The writer Renaud Camus, Béziers, May 28, 2016.
The writer Renaud Camus, Béziers, May 28, 2016. BERTRAND LANGLOIS / AFP

The right-wing writer Renaud Camus is not a man to mope in the bad conscience. It does not matter to him that, to justify his bloody attack, one of the terrorists who killed at least 49 people in a double attack on mosques in New Zealand took advantage of the concept of "Big replacement" that he forged. On TwitterMr. Camus is content to recall that he condemns the violence, and considers that he has no responsibility for the acting out of Brenton Tarrant.

"The big replacement" is however written in large letters on the first page of the manifesto published online by the 28-year-old Australian just before entering mosques to open fire on those present. Throughout the 74 pages of this disjointed text, Brenton Tarrant is saddened by an alleged invasion of the western world by "Non-Europeans".

The manifesto published by Brenton Terrant before his attack.
The manifesto published by Brenton Terrant before his attack. The world

He claims that the desperation to see Emmanuel Macron – a "Internationalist, globalist, anti-white", supposedly favorable to immigration "Massive" – beat in 2017 the "Quasi-nationalist" Marine Le Pen was, he says, one of the triggers of his murderous madness. Like the vision, during a stay in France, of a country where "The invaders are everywhere" would have convinced him of the need to act.

A speech that fits perfectly, if we put aside violence, with the theory of "Big replacement" developed a decade ago by Renaud Camus, who has since swarmed in the French political debate and beyond our borders.

A supposed "report" and a plot without proof

To summarize it roughly, this theory has two parts. On the one hand, what presents itself as a "Observation" demographic: due to immigration "Massive" and higher fertility, the populations of non-European origin are likely to surpass the populations numerically "Originating" (ie Caucasian) in Europe – and at the same time, to impose their culture and religion on the continent.

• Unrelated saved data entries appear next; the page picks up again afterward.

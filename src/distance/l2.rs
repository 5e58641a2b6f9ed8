//! Squared Euclidean distance with SIMD optimization
//!
//! Distances are left squared: the square root is monotonic, so rankings are
//! unaffected and the hot path avoids it.

#[cfg(target_arch = "x86_64")]
use std::arch::x86_64::*;

/// Compute squared Euclidean distance between two vectors.
///
/// # Panics
/// Panics if vectors have different dimensions.
#[inline]
pub fn l2_distance(a: &[f32], b: &[f32]) -> f32 {
    assert_eq!(a.len(), b.len(), "Vector dimensions must match");

    #[cfg(target_arch = "x86_64")]
    {
        if is_x86_feature_detected!("avx2") && a.len() >= 8 {
            return unsafe { l2_distance_avx2(a, b) };
        }
    }

    l2_distance_scalar(a, b)
}

/// Squared Euclidean distance from one origin vector to four candidates at
/// once. The four accumulators let the CPU overlap the loads of all four
/// candidate rows, which matters when the rows come straight from page cache.
///
/// # Panics
/// Panics if any candidate dimension differs from the origin.
#[inline]
pub fn l2_distance_batch4(
    origin: &[f32],
    c1: &[f32],
    c2: &[f32],
    c3: &[f32],
    c4: &[f32],
    result: &mut [f32; 4],
) {
    assert_eq!(origin.len(), c1.len(), "Vector dimensions must match");
    assert_eq!(origin.len(), c2.len(), "Vector dimensions must match");
    assert_eq!(origin.len(), c3.len(), "Vector dimensions must match");
    assert_eq!(origin.len(), c4.len(), "Vector dimensions must match");

    #[cfg(target_arch = "x86_64")]
    {
        if is_x86_feature_detected!("avx2") && origin.len() >= 8 {
            return unsafe { l2_distance_batch4_avx2(origin, c1, c2, c3, c4, result) };
        }
    }

    result[0] = l2_distance_scalar(origin, c1);
    result[1] = l2_distance_scalar(origin, c2);
    result[2] = l2_distance_scalar(origin, c3);
    result[3] = l2_distance_scalar(origin, c4);
}

#[cfg(target_arch = "x86_64")]
#[target_feature(enable = "avx2")]
unsafe fn l2_distance_avx2(a: &[f32], b: &[f32]) -> f32 {
    let n = a.len();
    let chunks = n / 8;
    let remainder = n % 8;

    let mut sum_vec = _mm256_setzero_ps();

    for i in 0..chunks {
        let offset = i * 8;
        let a_vec = _mm256_loadu_ps(a.as_ptr().add(offset));
        let b_vec = _mm256_loadu_ps(b.as_ptr().add(offset));

        let diff = _mm256_sub_ps(a_vec, b_vec);
        sum_vec = _mm256_add_ps(sum_vec, _mm256_mul_ps(diff, diff));
    }

    let mut sum = horizontal_sum_avx2(sum_vec);

    for i in (n - remainder)..n {
        let diff = a[i] - b[i];
        sum += diff * diff;
    }

    sum
}

#[cfg(target_arch = "x86_64")]
#[target_feature(enable = "avx2")]
unsafe fn l2_distance_batch4_avx2(
    origin: &[f32],
    c1: &[f32],
    c2: &[f32],
    c3: &[f32],
    c4: &[f32],
    result: &mut [f32; 4],
) {
    let n = origin.len();
    let chunks = n / 8;
    let remainder = n % 8;

    let mut sum1 = _mm256_setzero_ps();
    let mut sum2 = _mm256_setzero_ps();
    let mut sum3 = _mm256_setzero_ps();
    let mut sum4 = _mm256_setzero_ps();

    for i in 0..chunks {
        let offset = i * 8;
        let origin_vec = _mm256_loadu_ps(origin.as_ptr().add(offset));

        let diff1 = _mm256_sub_ps(origin_vec, _mm256_loadu_ps(c1.as_ptr().add(offset)));
        sum1 = _mm256_add_ps(sum1, _mm256_mul_ps(diff1, diff1));

        let diff2 = _mm256_sub_ps(origin_vec, _mm256_loadu_ps(c2.as_ptr().add(offset)));
        sum2 = _mm256_add_ps(sum2, _mm256_mul_ps(diff2, diff2));

        let diff3 = _mm256_sub_ps(origin_vec, _mm256_loadu_ps(c3.as_ptr().add(offset)));
        sum3 = _mm256_add_ps(sum3, _mm256_mul_ps(diff3, diff3));

        let diff4 = _mm256_sub_ps(origin_vec, _mm256_loadu_ps(c4.as_ptr().add(offset)));
        sum4 = _mm256_add_ps(sum4, _mm256_mul_ps(diff4, diff4));
    }

    result[0] = horizontal_sum_avx2(sum1);
    result[1] = horizontal_sum_avx2(sum2);
    result[2] = horizontal_sum_avx2(sum3);
    result[3] = horizontal_sum_avx2(sum4);

    for i in (n - remainder)..n {
        let origin_item = origin[i];
        let diff1 = origin_item - c1[i];
        result[0] += diff1 * diff1;
        let diff2 = origin_item - c2[i];
        result[1] += diff2 * diff2;
        let diff3 = origin_item - c3[i];
        result[2] += diff3 * diff3;
        let diff4 = origin_item - c4[i];
        result[3] += diff4 * diff4;
    }
}

fn l2_distance_scalar(a: &[f32], b: &[f32]) -> f32 {
    let mut sum = 0.0f32;
    for i in 0..a.len() {
        let diff = a[i] - b[i];
        sum += diff * diff;
    }
    sum
}

#[cfg(target_arch = "x86_64")]
#[target_feature(enable = "avx2")]
#[inline]
unsafe fn horizontal_sum_avx2(v: __m256) -> f32 {
    let high = _mm256_extractf128_ps(v, 1);
    let low = _mm256_castps256_ps128(v);
    let sum128 = _mm_add_ps(high, low);

    let shuf = _mm_movehdup_ps(sum128);
    let sum64 = _mm_add_ps(sum128, shuf);
    let shuf2 = _mm_movehl_ps(shuf, sum64);
    let sum32 = _mm_add_ss(sum64, shuf2);

    _mm_cvtss_f32(sum32)
}

#[cfg(test)]
mod tests {
    use super::*;

    #[test]
    fn test_l2_distance() {
        let a = vec![0.0, 0.0];
        let b = vec![3.0, 4.0];
        assert!((l2_distance(&a, &b) - 25.0).abs() < 0.001);
    }

    #[test]
    fn test_l2_distance_same_vector() {
        let a = vec![1.0, 2.0, 3.0];
        assert!(l2_distance(&a, &a) < 0.001);
    }

    #[test]
    #[should_panic(expected = "Vector dimensions must match")]
    fn test_l2_distance_dimension_mismatch() {
        l2_distance(&[1.0, 2.0], &[1.0, 2.0, 3.0]);
    }

    #[test]
    fn test_l2_distance_simd_width() {
        // Sizes around the 8-lane boundary exercise both the vector body and
        // the scalar tail.
        for n in [1usize, 7, 8, 9, 15, 16, 33, 128] {
            let a: Vec<f32> = (0..n).map(|i| i as f32 * 0.5).collect();
            let b: Vec<f32> = (0..n).map(|i| (n - i) as f32 * 0.25).collect();

            let fast = l2_distance(&a, &b);
            let slow = l2_distance_scalar(&a, &b);
            assert!(
                (fast - slow).abs() <= 1e-3 * slow.max(1.0),
                "n = {}: {} vs {}",
                n,
                fast,
                slow
            );
        }
    }

    #[test]
    fn test_l2_distance_batch4_matches_single() {
        let n = 67;
        let origin: Vec<f32> = (0..n).map(|i| (i as f32).sin()).collect();
        let rows: Vec<Vec<f32>> = (0..4)
            .map(|r| (0..n).map(|i| ((i + r * 13) as f32).cos()).collect())
            .collect();

        let mut batch = [0.0f32; 4];
        l2_distance_batch4(&origin, &rows[0], &rows[1], &rows[2], &rows[3], &mut batch);

        for (i, row) in rows.iter().enumerate() {
            let single = l2_distance(&origin, row);
            assert!(
                (batch[i] - single).abs() <= 1e-3 * single.max(1.0),
                "lane {}: {} vs {}",
                i,
                batch[i],
                single
            );
        }
    }
}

On the other hand, a more conspiracy side: this "big replacement" would intervene with the complicity of a "Substitute power", that is, capitalist ruling elites, known as the "Globalists", organizing voluntarily massive immigration, in order to build a new man "Free of any national, ethnic and cultural specificity", and so "Exchangeable" and "Relocated" thank you for the needs of the globalized economy.

Read also The fantasy of the "big replacement" demographic

An old tradition on the far right

This theory was publicly defended for the first time by Renaud Camus in theAbecedary of In-Camera, published in 2010, before being developed in The Great Replacement, the next year. He is not the true inventor, however, since it originated in the late nineteenth century.e century, at Maurice Barrès, one of the intellectual fathers of French nationalism. In The Call to the Soldier (1900), Barrès, a supporter of Action française, fervently defends the land and the roots and exalts the nation. He uses for the first time the term "large replacement" by "Abroad", that is to say, the Jew, who would "Fatally accomplished in the short term". "France can always be called France, its soul will be dead, emptied, destroyed"he writes.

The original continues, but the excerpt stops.